5 books likely to end up in charity shops

Dan Brown’s “Da Vinci Code” has a UK charity shop begging people to stop giving them copies because, at the rate of one copy donated every week for months, they’ve been overwhelmed.

And I have to hold my hand up that – a long long time ago – I bought a copy. There, I’ve come clean. I also bought a copy of “Angels & Demons” … and I read and finished both. I read the latter first and the following combination of circumstances caused me to continue with Mr Brown’s offerings, despite my raised eyebrows :

  1. I was on holiday in rural Italy and books in English were impossible to come by (this was pre-Kindle).
  2. The “Da Vinci Code” had a massive vibe going on and I just had to read it in order to add my comments.
  3. A good friend had recommended it.
  4. It’s not like each book is terrible, it’s the fact that they’re so laughably repetitive. My ex-father-in-law was a historian and his comment was “decent enough thriller, but really rubbish history” which I think gets it in one.

So, they sell really well and they’re good decent enough thrillers, the perfect holiday book, easy-reading and undemanding, and they chuck in a little if misleading history for those who like to learn a bit while they read. But they’re not the type of books you keep, are they? Even by those people who really enjoyed them, otherwise we wouldn’t be having a charity shop epidemic.

And that got me to thinking, what other runaway successes could morph into a charity shop epidemic?

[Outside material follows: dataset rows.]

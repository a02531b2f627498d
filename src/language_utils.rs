use anyhow::{Result, anyhow};
use isolang::Language;

/// Language utilities for ISO language code handling
///
/// Engines accept ISO 639-1 codes ("en"), so configuration and submissions
/// are validated and normalized here. ISO 639-2/B bibliographic codes are
/// mapped onto their terminology equivalents.
const BIBLIOGRAPHIC_CODES: &[(&str, &str)] = &[
    ("fre", "fra"),
    ("ger", "deu"),
    ("dut", "nld"),
    ("gre", "ell"),
    ("chi", "zho"),
    ("cze", "ces"),
    ("ice", "isl"),
    ("alb", "sqi"),
    ("arm", "hye"),
    ("baq", "eus"),
    ("bur", "mya"),
    ("per", "fas"),
    ("geo", "kat"),
    ("may", "msa"),
    ("mac", "mkd"),
    ("rum", "ron"),
    ("slo", "slk"),
    ("wel", "cym"),
];

/// Source language placeholder asking the engine to detect the language
pub const AUTO_DETECT: &str = "auto";

/// Whether the code asks for automatic detection
pub fn is_auto(code: &str) -> bool {
    code.trim().eq_ignore_ascii_case(AUTO_DETECT)
}

fn lookup(code: &str) -> Option<Language> {
    let normalized = code.trim().to_lowercase();
    match normalized.len() {
        2 => Language::from_639_1(&normalized),
        3 => {
            let part2t = BIBLIOGRAPHIC_CODES
                .iter()
                .find(|(bibliographic, _)| *bibliographic == normalized)
                .map(|(_, terminology)| *terminology)
                .unwrap_or(normalized.as_str());
            Language::from_639_3(part2t)
        }
        _ => None,
    }
}

/// Validate a language code, accepting ISO 639-1 and ISO 639-2 codes
pub fn validate_language_code(code: &str) -> Result<()> {
    lookup(code)
        .map(|_| ())
        .ok_or_else(|| anyhow!("Invalid language code: {}", code))
}

/// Validate a source language, which may also be "auto"
pub fn validate_source_language(code: &str) -> Result<()> {
    if is_auto(code) {
        return Ok(());
    }
    validate_language_code(code)
}

/// Normalize a language code to ISO 639-1 (2-letter) format if possible
/// Falls back to ISO 639-3 if no ISO 639-1 code exists; "auto" is kept as is
pub fn normalize_code(code: &str) -> Result<String> {
    if is_auto(code) {
        return Ok(AUTO_DETECT.to_string());
    }
    let lang = lookup(code).ok_or_else(|| anyhow!("Cannot normalize invalid language code: {}", code))?;
    Ok(lang
        .to_639_1()
        .map(str::to_string)
        .unwrap_or_else(|| lang.to_639_3().to_string()))
}

/// Check if two language codes represent the same language
pub fn language_codes_match(code1: &str, code2: &str) -> bool {
    match (lookup(code1), lookup(code2)) {
        (Some(a), Some(b)) => a == b,
        _ => false,
    }
}

/// Get the English language name from a code
pub fn get_language_name(code: &str) -> Result<String> {
    let lang = lookup(code).ok_or_else(|| anyhow!("Invalid language code: {}", code))?;
    Ok(lang.to_name().to_string())
}
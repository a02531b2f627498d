/*!
 * Tests for the engine adapter: retry, fallback and degradation
 */

use std::sync::Arc;

use chapterflow::app_config::{Config, EngineKind};
use chapterflow::providers::mock::{MockBehavior, MockEngine};
use chapterflow::providers::TranslationUnit;
use chapterflow::translation::splitter::ChunkSplitter;
use chapterflow::EngineAdapter;

use crate::common::small_splitter;

fn adapter(retry_count: u32, splitter: ChunkSplitter) -> EngineAdapter {
    EngineAdapter::new(EngineKind::Google, retry_count, 0, splitter)
}

#[tokio::test]
async fn test_translate_withPassthroughPair_shouldNotCallEngine() {
    let engine = MockEngine::working();
    let adapter = adapter(0, ChunkSplitter::default()).with_engine(Arc::new(engine.clone()));

    let result = adapter.translate("Hello.", "en", "eng", EngineKind::Google).await;

    assert_eq!(result.text, "Hello.");
    assert!(!result.degraded);
    assert_eq!(engine.request_count(), 0);
}

#[tokio::test]
async fn test_translate_withAutoSource_shouldCallEngine() {
    let engine = MockEngine::working();
    let adapter = adapter(0, ChunkSplitter::default()).with_engine(Arc::new(engine.clone()));

    let result = adapter.translate("Hello.", "auto", "en", EngineKind::Google).await;

    assert_eq!(result.text, "[en] Hello.");
    assert_eq!(engine.request_count(), 1);
}

#[tokio::test]
async fn test_translate_withUnavailableRequestedEngine_shouldFallBackToDefault() {
    let google = MockEngine::working();
    let deepl = MockEngine::unavailable();
    let adapter = adapter(2, ChunkSplitter::default())
        .with_engine(Arc::new(google.clone()))
        .with_engine(Arc::new(deepl.clone()));

    let result = adapter.translate("Bonjour.", "fr", "en", EngineKind::DeepL).await;

    assert_eq!(result.engine_used, Some(EngineKind::Google));
    assert_eq!(result.text, "[en] Bonjour.");
    assert_eq!(deepl.request_count(), 0);
    assert!(!adapter.is_engine_available(EngineKind::DeepL));
}

#[tokio::test]
async fn test_translate_withRejectingEngine_shouldNotRetry() {
    let deepl = MockEngine::new(EngineKind::DeepL, MockBehavior::Rejecting);
    let google = MockEngine::working();
    let adapter = adapter(3, ChunkSplitter::default())
        .with_engine(Arc::new(deepl.clone()))
        .with_engine(Arc::new(google.clone()));

    let result = adapter.translate("Hallo.", "de", "en", EngineKind::DeepL).await;

    assert_eq!(deepl.request_count(), 1);
    assert_eq!(result.engine_used, Some(EngineKind::Google));
}

#[tokio::test]
async fn test_translate_withAlwaysFailingEngine_shouldUseEveryAttempt() {
    let engine = MockEngine::failing();
    let adapter = adapter(2, ChunkSplitter::default()).with_engine(Arc::new(engine.clone()));

    let result = adapter.translate("Hola.", "es", "en", EngineKind::Google).await;

    assert!(result.degraded);
    assert_eq!(result.text, "Hola.");
    assert_eq!(engine.request_count(), 3);
}

#[tokio::test]
async fn test_translate_withIntermittentEngine_shouldRecoverByRetrying() {
    // Every second call fails
    let engine = MockEngine::intermittent(2);
    let adapter = adapter(1, ChunkSplitter::default()).with_engine(Arc::new(engine.clone()));

    let first = adapter.translate("Hola.", "es", "en", EngineKind::Google).await;
    let second = adapter.translate("Adios.", "es", "en", EngineKind::Google).await;

    assert!(!first.degraded);
    assert!(!second.degraded);
    assert_eq!(second.text, "[en] Adios.");
    assert_eq!(engine.request_count(), 3);
}

#[tokio::test]
async fn test_translate_withEmptyResponses_shouldDegradeToOriginal() {
    let engine = MockEngine::new(EngineKind::Google, MockBehavior::Empty);
    let adapter = adapter(1, ChunkSplitter::default()).with_engine(Arc::new(engine.clone()));

    let result = adapter.translate("Ciao.", "it", "en", EngineKind::Google).await;

    assert!(result.degraded);
    assert_eq!(result.text, "Ciao.");
    assert_eq!(result.engine_used, None);
    assert_eq!(engine.request_count(), 2);
}

#[tokio::test]
async fn test_translate_withOversizedChunk_shouldSliceBeforeEngine() {
    let engine = MockEngine::working().with_custom_response(|unit: &TranslationUnit| unit.text.to_uppercase());
    let adapter = adapter(0, small_splitter()).with_engine(Arc::new(engine.clone()));
    let text = "abcdefghij".repeat(5);

    let result = adapter.translate(&text, "en", "fr", EngineKind::Google).await;

    assert_eq!(result.text, text.to_uppercase());
    assert!(engine.received().iter().all(|piece| piece.chars().count() <= 10));
    assert_eq!(engine.request_count(), 5);
}

#[test]
fn test_fromConfig_shouldRegisterBothEngines() {
    let adapter = EngineAdapter::from_config(&Config::default());

    assert_eq!(adapter.default_engine(), EngineKind::Google);
    assert!(adapter.is_engine_available(EngineKind::Google));
    // No DeepL key in the default config
    assert!(!adapter.is_engine_available(EngineKind::DeepL));
}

My nominations appear below:

“Fifty Shades of Grey” by E L James which I have genuinely neither purchased nor borrowed. It remains unread. My good friend read and reviewed it as “rubbish, really badly written, and the sex is nothing you wouldn’t have come across if you’d been doing internet dating for a while.” She read it in an attempt to figure out how to become a mega-selling author. I guess many a person would’ve donated this, hidden away in a carrier bag with other books. It occured to me to check just how many of the sales were electronic copies (1.5 million apparently) but they were vastly outweighed by the 3.8 million real books, so plenty of fodder for the charity shops, even if some were kept as re-reads for – ahem – inspiration.

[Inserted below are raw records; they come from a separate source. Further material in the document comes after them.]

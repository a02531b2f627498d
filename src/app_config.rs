use anyhow::{anyhow, Result};
use serde::{Deserialize, Serialize};
use std::default::Default;
use std::path::PathBuf;
use std::time::Duration;

/// Application configuration module
/// This module handles the pipeline configuration including loading,
/// validating and saving configuration settings.
/// Represents the application configuration
#[derive(Debug, Serialize, Deserialize, Clone)]
pub struct Config {
    /// Source language code (ISO, or "auto")
    #[serde(default = "default_source_language")]
    pub source_language: String,

    /// Target language code (ISO)
    #[serde(default = "default_target_language")]
    pub target_language: String,

    /// Translation engine config
    #[serde(default)]
    pub engines: EngineConfig,

    /// Retry policy shared by all engines
    #[serde(default)]
    pub common: CommonConfig,

    /// Chunk size limits
    #[serde(default)]
    pub splitter: SplitterConfig,

    /// Translation cache settings
    #[serde(default)]
    pub cache: CacheConfig,

    /// Job scheduler settings
    #[serde(default)]
    pub scheduler: SchedulerConfig,

    /// SQLite database path; the user data directory is used when unset
    #[serde(default)]
    pub database_path: Option<String>,

    /// Log level
    #[serde(default)]
    pub log_level: LogLevel,
}

/// Translation engine type
#[derive(Debug, Serialize, Deserialize, Clone, Copy, PartialEq, Eq, Hash, Default)]
#[serde(rename_all = "lowercase")]
pub enum EngineKind {
    // @engine: Google web translation (no key required)
    #[default]
    Google,
    // @engine: DeepL API (key-gated)
    DeepL,
}

impl EngineKind {
    // @returns: Capitalized engine name
    pub fn display_name(&self) -> &str {
        match self {
            Self::Google => "Google",
            Self::DeepL => "DeepL",
        }
    }

    // @returns: Lowercase engine identifier
    pub fn as_str(&self) -> &'static str {
        match self {
            Self::Google => "google",
            Self::DeepL => "deepl",
        }
    }

    /// Whether the engine refuses to work without an API key
    pub fn requires_api_key(&self) -> bool {
        matches!(self, Self::DeepL)
    }
}

impl std::fmt::Display for EngineKind {
    fn fmt(&self, f: &mut std::fmt::Formatter<'_>) -> std::fmt::Result {
        write!(f, "{}", self.as_str())
    }
}

impl std::str::FromStr for EngineKind {
    type Err = anyhow::Error;

    fn from_str(s: &str) -> Result<Self> {
        match s.to_lowercase().as_str() {
            "google" => Ok(Self::Google),
            "deepl" => Ok(Self::DeepL),
            _ => Err(anyhow!("Invalid engine type: {}", s)),
        }
    }
}

/// Per-engine configuration entry
#[derive(Debug, Serialize, Deserialize, Clone)]
pub struct ProviderConfig {
    // @field: Engine type identifier
    #[serde(rename = "type")]
    pub engine_type: String,

    // @field: API key
    #[serde(default = "String::new")]
    pub api_key: String,

    // @field: Service URL
    #[serde(default = "String::new")]
    pub endpoint: String,

    // @field: Timeout seconds
    #[serde(default = "default_timeout_secs")]
    pub timeout_secs: u64,
}

impl ProviderConfig {
    // @param engine: Engine enum
    // @returns: Engine config with defaults
    pub fn new(engine: EngineKind) -> Self {
        Self {
            engine_type: engine.as_str().to_string(),
            api_key: String::new(),
            endpoint: match engine {
                EngineKind::Google => default_google_endpoint(),
                EngineKind::DeepL => String::new(),
            },
            timeout_secs: default_timeout_secs(),
        }
    }
}

/// Engine selection and per-engine settings
#[derive(Debug, Serialize, Deserialize, Clone)]
pub struct EngineConfig {
    /// Engine used when none is requested, and the fallback for all others
    #[serde(default)]
    pub default_engine: EngineKind,

    /// Configured engines
    #[serde(default)]
    pub available_engines: Vec<ProviderConfig>,
}

impl Default for EngineConfig {
    fn default() -> Self {
        Self {
            default_engine: EngineKind::default(),
            available_engines: vec![
                ProviderConfig::new(EngineKind::Google),
                ProviderConfig::new(EngineKind::DeepL),
            ],
        }
    }
}

impl EngineConfig {
    /// Get a specific engine configuration by type
    pub fn get_engine_config(&self, engine: EngineKind) -> Option<&ProviderConfig> {
        self.available_engines
            .iter()
            .find(|p| p.engine_type.eq_ignore_ascii_case(engine.as_str()))
    }

    /// Get the API key for an engine, empty when not configured
    pub fn get_api_key(&self, engine: EngineKind) -> String {
        self.get_engine_config(engine)
            .map(|p| p.api_key.clone())
            .unwrap_or_default()
    }

    /// Get the endpoint for an engine, empty means the engine's public default
    pub fn get_endpoint(&self, engine: EngineKind) -> String {
        self.get_engine_config(engine)
            .map(|p| p.endpoint.clone())
            .unwrap_or_default()
    }

    /// Get the request timeout for an engine
    pub fn get_timeout(&self, engine: EngineKind) -> Duration {
        let secs = self
            .get_engine_config(engine)
            .map(|p| p.timeout_secs)
            .filter(|secs| *secs > 0)
            .unwrap_or_else(default_timeout_secs);
        Duration::from_secs(secs)
    }
}

/// Retry settings applicable to all engines
#[derive(Debug, Serialize, Deserialize, Clone)]
pub struct CommonConfig {
    /// Retry count for transient engine failures
    #[serde(default = "default_retry_count")]
    pub retry_count: u32,

    /// Base backoff for retries (in milliseconds), doubled on each retry
    #[serde(default = "default_retry_backoff_ms")]
    pub retry_backoff_ms: u64,
}

impl Default for CommonConfig {
    fn default() -> Self {
        Self {
            retry_count: default_retry_count(),
            retry_backoff_ms: default_retry_backoff_ms(),
        }
    }
}

/// Chunk size limits, counted in characters
#[derive(Debug, Serialize, Deserialize, Clone, Copy, PartialEq, Eq)]
pub struct SplitterConfig {
    /// Sentence accumulation stops before crossing this size
    #[serde(default = "default_soft_limit")]
    pub soft_limit: usize,

    /// No chunk handed to an engine may exceed this size
    #[serde(default = "default_hard_limit")]
    pub hard_limit: usize,

    /// Slice size used when a chunk is over the hard limit
    #[serde(default = "default_slice_size")]
    pub slice_size: usize,
}

impl Default for SplitterConfig {
    fn default() -> Self {
        Self {
            soft_limit: default_soft_limit(),
            hard_limit: default_hard_limit(),
            slice_size: default_slice_size(),
        }
    }
}

/// Cache backend selection
#[derive(Debug, Serialize, Deserialize, Clone, Copy, PartialEq, Eq, Default)]
#[serde(rename_all = "lowercase")]
pub enum CacheBackendKind {
    /// In-process map, lost on exit
    #[default]
    Memory,
    /// SQLite table in the application database
    Sqlite,
}

/// Translation cache configuration
#[derive(Debug, Serialize, Deserialize, Clone)]
pub struct CacheConfig {
    /// Whether lookups and stores are performed at all
    #[serde(default = "default_true")]
    pub enabled: bool,

    /// Backing store
    #[serde(default)]
    pub backend: CacheBackendKind,

    /// Entry lifetime in seconds
    #[serde(default = "default_cache_ttl_secs")]
    pub ttl_secs: u64,
}

impl Default for CacheConfig {
    fn default() -> Self {
        Self {
            enabled: true,
            backend: CacheBackendKind::default(),
            ttl_secs: default_cache_ttl_secs(),
        }
    }
}

impl CacheConfig {
    /// Entry lifetime as a duration
    pub fn ttl(&self) -> Duration {
        Duration::from_secs(self.ttl_secs)
    }
}

/// Job scheduler configuration
#[derive(Debug, Serialize, Deserialize, Clone)]
pub struct SchedulerConfig {
    /// Maximum number of jobs processed simultaneously
    #[serde(default = "default_worker_slots")]
    pub worker_slots: usize,

    /// Maximum number of chunks of one chapter translated concurrently
    #[serde(default = "default_chunk_fan_out")]
    pub chunk_fan_out: usize,

    /// Scheduler wake-up interval in milliseconds
    #[serde(default = "default_poll_interval_ms")]
    pub poll_interval_ms: u64,

    /// Minimum seconds between two submissions of one submitter (0 disables)
    #[serde(default = "default_rate_limit_secs")]
    pub rate_limit_secs: u64,

    /// Seconds between sweeps of expired cache entries and idle submitters
    #[serde(default = "default_housekeeping_interval_secs")]
    pub housekeeping_interval_secs: u64,

    /// Whether the job table is persisted to the database
    #[serde(default)]
    pub persist_jobs: bool,
}

impl Default for SchedulerConfig {
    fn default() -> Self {
        Self {
            worker_slots: default_worker_slots(),
            chunk_fan_out: default_chunk_fan_out(),
            poll_interval_ms: default_poll_interval_ms(),
            rate_limit_secs: default_rate_limit_secs(),
            housekeeping_interval_secs: default_housekeeping_interval_secs(),
            persist_jobs: false,
        }
    }
}

impl SchedulerConfig {
    /// Minimum interval between submissions
    pub fn rate_limit_interval(&self) -> Duration {
        Duration::from_secs(self.rate_limit_secs)
    }

    /// Scheduler wake-up interval
    pub fn poll_interval(&self) -> Duration {
        Duration::from_millis(self.poll_interval_ms.max(1))
    }

    /// Interval between housekeeping sweeps
    pub fn housekeeping_interval(&self) -> Duration {
        Duration::from_secs(self.housekeeping_interval_secs.max(1))
    }
}

/// Log verbosity level
#[derive(Debug, Serialize, Deserialize, Clone, PartialEq, Default)]
#[serde(rename_all = "lowercase")]
pub enum LogLevel {
    Error,
    Warn,
    #[default]
    Info,
    Debug,
    Trace,
}

impl LogLevel {
    /// Matching filter for the `log` facade
    pub fn to_level_filter(&self) -> log::LevelFilter {
        match self {
            LogLevel::Error => log::LevelFilter::Error,
            LogLevel::Warn => log::LevelFilter::Warn,
            LogLevel::Info => log::LevelFilter::Info,
            LogLevel::Debug => log::LevelFilter::Debug,
            LogLevel::Trace => log::LevelFilter::Trace,
        }
    }
}

fn default_source_language() -> String {
    "auto".to_string()
}

fn default_target_language() -> String {
    "es".to_string()
}

fn default_timeout_secs() -> u64 {
    30
}

fn default_retry_count() -> u32 {
    2
}

fn default_retry_backoff_ms() -> u64 {
    500 // doubled on each retry
}

fn default_soft_limit() -> usize {
    3000
}

fn default_hard_limit() -> usize {
    5000
}

fn default_slice_size() -> usize {
    2500
}

fn default_true() -> bool {
    true
}

fn default_cache_ttl_secs() -> u64 {
    86_400 // 24 hours
}

fn default_worker_slots() -> usize {
    2
}

fn default_chunk_fan_out() -> usize {
    4
}

fn default_poll_interval_ms() -> u64 {
    500
}

fn default_rate_limit_secs() -> u64 {
    60
}

fn default_housekeeping_interval_secs() -> u64 {
    300
}

fn default_google_endpoint() -> String {
    "https://translate.googleapis.com".to_string()
}

impl Config {
    /// Validate the configuration for consistency and required values
    pub fn validate(&self) -> Result<()> {
        // Validate languages
        crate::language_utils::validate_source_language(&self.source_language)?;
        let _target_name = crate::language_utils::get_language_name(&self.target_language)?;

        // Validate endpoints
        for engine in &self.engines.available_engines {
            let _kind: EngineKind = engine.engine_type.parse()?;
            if !engine.endpoint.is_empty() {
                url::Url::parse(&engine.endpoint)
                    .map_err(|e| anyhow!("Invalid endpoint '{}' for {}: {}", engine.endpoint, engine.engine_type, e))?;
            }
        }

        // The default engine is the last line of the fallback chain
        let default_engine = self.engines.default_engine;
        if default_engine.requires_api_key() && self.engines.get_api_key(default_engine).is_empty() {
            return Err(anyhow!(
                "An API key is required when {} is the default engine",
                default_engine.display_name()
            ));
        }

        let splitter = &self.splitter;
        if splitter.slice_size == 0 || splitter.soft_limit == 0 {
            return Err(anyhow!("Splitter limits must be greater than zero"));
        }
        if splitter.soft_limit > splitter.hard_limit || splitter.slice_size > splitter.hard_limit {
            return Err(anyhow!(
                "Splitter limits are inconsistent: soft {} / hard {} / slice {}",
                splitter.soft_limit, splitter.hard_limit, splitter.slice_size
            ));
        }

        if self.scheduler.worker_slots == 0 {
            return Err(anyhow!("At least one worker slot is required"));
        }
        if self.scheduler.chunk_fan_out == 0 {
            return Err(anyhow!("Chunk fan-out must be at least 1"));
        }

        Ok(())
    }

    /// Whether any component needs the SQLite database
    pub fn needs_database(&self) -> bool {
        self.scheduler.persist_jobs || self.cache.backend == CacheBackendKind::Sqlite
    }

    /// Resolved database path
    pub fn database_path(&self) -> Result<PathBuf> {
        match &self.database_path {
            Some(path) if !path.is_empty() => Ok(PathBuf::from(path)),
            _ => crate::database::DatabaseConnection::default_database_path(),
        }
    }
}

/// Default implementation for Config
impl Default for Config {
    fn default() -> Self {
        Config {
            source_language: default_source_language(),
            target_language: default_target_language(),
            engines: EngineConfig::default(),
            common: CommonConfig::default(),
            splitter: SplitterConfig::default(),
            cache: CacheConfig::default(),
            scheduler: SchedulerConfig::default(),
            database_path: None,
            log_level: LogLevel::default(),
        }
    }
}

“Gone Girl” by Gillian Flynn the vibe around this was that it was a good, clever book. So I read it. Was it? Yes, it was and certainly better than Dan Brown. It stayed believable and dark while we remained in Nick’s POV. Sadly, once we moved to Amy’s, I felt the storyline got stretched too far because we had to buy into the ‘what actually happened’ and that would’ve been better if it had remained obtuse. Thrillers (even good ones) are a genre that rarely features in most people’s repeated reads shelves. So, once the film had been out for a while, off to the charity shop to make room for more? I suspect this one could be more of a dribble rather than a deluge, but still, it was high up on the sales list of actual (rather than electronic) books for two years running, so …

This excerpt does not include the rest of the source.